◆ EXERCISE AIM
Write out, unaltered, each line from the top of the records below down to the line where "# Global Registry." appears, that line included.

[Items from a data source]
/*!
# `JPEG Line` - Resource Managers

Every decode or encode call gets one source or destination manager, and each
manager is listed in a [`Registry`] for exactly as long as the call runs.
Registration happens through a [`Lease`], which removes the entry when it
drops, so the registry empties out on every exit path: success, error, or
unwinding panic.
*/

pub(super) mod destination;
pub(super) mod source;

use dactyl::NiceU64;
use parking_lot::Mutex;
use std::fmt;



/// # Global Registry.
static GLOBAL: Registry = Registry::new();



#[derive(Debug, Clone, Copy, Eq, Hash, PartialEq)]
/// # Manager Kind.
pub enum ManagerKind {
	/// # Source (Decode).
	Source,

	/// # Destination (Encode).
	Destination,
}

impl fmt::Display for ManagerKind {
	fn fmt(&self, f: &mut fmt::Formatter<'_>) -> fmt::Result {
		f.write_str(match self {
			Self::Source => "source",
			Self::Destination => "destination",
		})
	}
}



#[derive(Debug, Clone, Copy, Eq, Hash, PartialEq)]
/// # Handle.
///
/// An opaque reference to a registry entry. Handles are never reused as-is:
/// once an entry is removed its slot's generation moves on, so a stale handle
/// simply stops resolving.
pub struct Handle {
	index: u32,
	generation: u32,
}

impl fmt::Display for Handle {
	fn fmt(&self, f: &mut fmt::Formatter<'_>) -> fmt::Result {
		write!(f, "#{}.{}", self.index, self.generation)
	}
}



#[derive(Debug, Clone, Copy, Eq, PartialEq)]
/// # Registry Entry.
///
/// The bookkeeping kept for one live manager.
pub struct Entry {
	/// # Kind.
	pub kind: ManagerKind,

	/// # Staging Buffer Size.
	pub capacity: usize,

	/// # Bytes Transferred So Far.
	pub transferred: u64,
}



#[derive(Debug)]
/// # Slot.
struct Slot {
	generation: u32,
	entry: Option<Entry>,
}

#[derive(Debug)]
/// # Arena.
struct Arena {
	slots: Vec<Slot>,
	free: Vec<u32>,
	len: usize,
}

impl Arena {
	/// # New.
	const fn new() -> Self {
		Self { slots: Vec::new(), free: Vec::new(), len: 0 }
	}

	/// # Get (Mutable).
	fn get_mut(&mut self, handle: Handle) -> Option<&mut Entry> {
		let slot = self.slots.get_mut(usize::try_from(handle.index).ok()?)?;
		if slot.generation == handle.generation { slot.entry.as_mut() }
		else { None }
	}

	/// # Insert.
	fn insert(&mut self, entry: Entry) -> Option<Handle> {
		let index =
			if let Some(index) = self.free.pop() { index }
			else {
				let index = u32::try_from(self.slots.len()).ok()?;
				self.slots.push(Slot { generation: 0, entry: None });
				index
			};

		let slot = self.slots.get_mut(usize::try_from(index).ok()?)?;
		slot.entry = Some(entry);
		self.len += 1;
		Some(Handle { index, generation: slot.generation })
	}

	/// # Remove.
	fn remove(&mut self, handle: Handle) -> Option<Entry> {
		let slot = self.slots.get_mut(usize::try_from(handle.index).ok()?)?;
		if slot.generation != handle.generation { return None; }

		let entry = slot.entry.take()?;
		slot.generation = slot.generation.wrapping_add(1);
		self.free.push(handle.index);
		self.len -= 1;
		Some(entry)
	}
}



#[derive(Debug)]
/// # Manager Registry.
///
/// A lock-guarded, generation-checked arena of live managers. The pipelines
/// use [`Registry::global`] by default, but any registry can be injected
/// through [`Jpeg::new`](crate::Jpeg::new), which is handy for tests that
/// want to watch their own calls without interference.
///
/// ## Examples
///
/// ```
/// use jpegline::{DecoderOptions, Jpeg, Registry};
///
/// let registry = Registry::new();
/// let jpeg = Jpeg::new(&registry);
///
/// assert!(jpeg.decode(&b""[..], &DecoderOptions::default()).is_err());
/// assert!(registry.is_empty());
/// ```
pub struct Registry {
	inner: Mutex<Arena>,
}

impl Default for Registry {
	#[inline]
	fn default() -> Self { Self::new() }
}

impl Registry {
	#[must_use]
	/// # New.
	pub const fn new() -> Self {
		Self { inner: parking_lot::const_mutex(Arena::new()) }
	}

	#[must_use]
	/// # Global.
	///
	/// The process-wide registry used by the crate-level functions.
	pub fn global() -> &'static Self { &GLOBAL }
}

/// ## Getters.
impl Registry {
	#[must_use]
	/// # Length.
	///
	/// The number of managers currently alive.
	pub fn len(&self) -> usize { self.inner.lock().len }

	#[must_use]
	/// # Is Empty?
	pub fn is_empty(&self) -> bool { self.len() == 0 }

	#[must_use]
	/// # Length by Kind.
	pub fn len_of(&self, kind: ManagerKind) -> usize {
		self.inner.lock().slots.iter()
			.filter(|s| s.entry.is_some_and(|e| e.kind == kind))
			.count()
	}

	#[must_use]
	/// # Get.
	///
	/// Return a copy of the entry for `handle`, if it is still alive.
	pub fn get(&self, handle: Handle) -> Option<Entry> {
		self.inner.lock().get_mut(handle).map(|e| *e)
	}
}

/// ## Lifecycle.
impl Registry {
	/// # Register.
	///
	/// Add a new entry and return the lease that owns it.
	///
	/// ## Errors
	///
	/// This only fails if more than `u32::MAX` managers are alive at once.
	pub(crate) fn register(&self, kind: ManagerKind, capacity: usize)
	-> Result<Lease<'_>, crate::JpegError> {
		let handle = self.inner.lock()
			.insert(Entry { kind, capacity, transferred: 0 })
			.ok_or(crate::JpegError::Overflow)?;

		tracing::trace!(%handle, %kind, "Registered manager.");
		Ok(Lease { registry: self, handle })
	}

	/// # Record Transfer.
	fn record(&self, handle: Handle, bytes: usize) {
		if let Some(e) = self.inner.lock().get_mut(handle) {
			e.transferred = e.transferred.saturating_add(bytes as u64);
		}
	}

	/// # Release.
	fn release(&self, handle: Handle) -> Option<Entry> {
		self.inner.lock().remove(handle)
	}
}



#[derive(Debug)]
/// # Lease.
///
/// Scoped ownership of one registry entry. Dropping it removes the entry.
pub(crate) struct Lease<'a> {
	registry: &'a Registry,
	handle: Handle,
}

impl Drop for Lease<'_> {
	fn drop(&mut self) {
		if let Some(e) = self.registry.release(self.handle) {
			tracing::trace!(
				handle=%self.handle,
				kind=%e.kind,
				"Released manager after {} bytes.",
				NiceU64::from(e.transferred),
			);
		}
	}
}

impl Lease<'_> {
	#[must_use]
	/// # Handle.
	pub(crate) const fn handle(&self) -> Handle { self.handle }

	/// # Record Transfer.
	pub(crate) fn record(&self, bytes: usize) {
		self.registry.record(self.handle, bytes);
	}

	#[must_use]
	/// # Bytes Transferred.
	pub(crate) fn transferred(&self) -> u64 {
		self.registry.get(self.handle).map_or(0, |e| e.transferred)
	}
}



#[cfg(test)]
mod tests {
	use super::*;

	#[test]
	fn t_lease() {
		let registry = Registry::new();
		assert!(registry.is_empty());

		let a = registry.register(ManagerKind::Source, 4096).unwrap();
		let b = registry.register(ManagerKind::Destination, 4096).unwrap();
		assert_eq!(registry.len(), 2);
		assert_eq!(registry.len_of(ManagerKind::Source), 1);
		assert_eq!(registry.len_of(ManagerKind::Destination), 1);

		a.record(100);
		a.record(23);
		assert_eq!(
			registry.get(a.handle()),
			Some(Entry { kind: ManagerKind::Source, capacity: 4096, transferred: 123 }),
		);

		let stale = a.handle();
		drop(a);
		assert_eq!(registry.len(), 1);
		assert_eq!(registry.len_of(ManagerKind::Source), 0);
		assert!(registry.get(stale).is_none());

		// The slot is reused, but the old handle stays dead.
		let c = registry.register(ManagerKind::Source, 1).unwrap();
		assert_ne!(c.handle(), stale);
		assert!(registry.get(stale).is_none());
		assert!(registry.get(c.handle()).is_some());

		drop(b);
		drop(c);
		assert!(registry.is_empty());
	}

	#[test]
	fn t_panic() {
		let registry = Registry::new();
		let res = std::panic::catch_unwind(std::panic::AssertUnwindSafe(|| {
			let _lease = registry.register(ManagerKind::Destination, 4096).unwrap();
			assert_eq!(registry.len(), 1);
			panic!("Boom.");
		}));
		assert!(res.is_err());
		assert!(registry.is_empty());
	}

	#[test]
	fn t_threads() {
		let registry = Registry::new();
		std::thread::scope(|s| {
			for i in 0..8 {
				let registry = &registry;
				s.spawn(move || {
					for _ in 0..250 {
						let kind =
							if i % 2 == 0 { ManagerKind::Source }
							else { ManagerKind::Destination };
						let lease = registry.register(kind, 4096).unwrap();
						lease.record(1);
						assert_eq!(registry.get(lease.handle()).map(|e| e.transferred), Some(1));
					}
				});
			}

			// Watch from the outside while the workers churn.
			for _ in 0..100 { assert!(registry.len() <= 8); }
		});

		assert!(registry.is_empty());
	}
}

◆ TASK RESPONSE
/*!
# `JPEG Line` - Resource Managers

Every decode or encode call gets one source or destination manager, and each
manager is listed in a [`Registry`] for exactly as long as the call runs.
Registration happens through a [`Lease`], which removes the entry when it
drops, so the registry empties out on every exit path: success, error, or
unwinding panic.
*/

pub(super) mod destination;
pub(super) mod source;

use dactyl::NiceU64;
use parking_lot::Mutex;
use std::fmt;



/// # Global Registry.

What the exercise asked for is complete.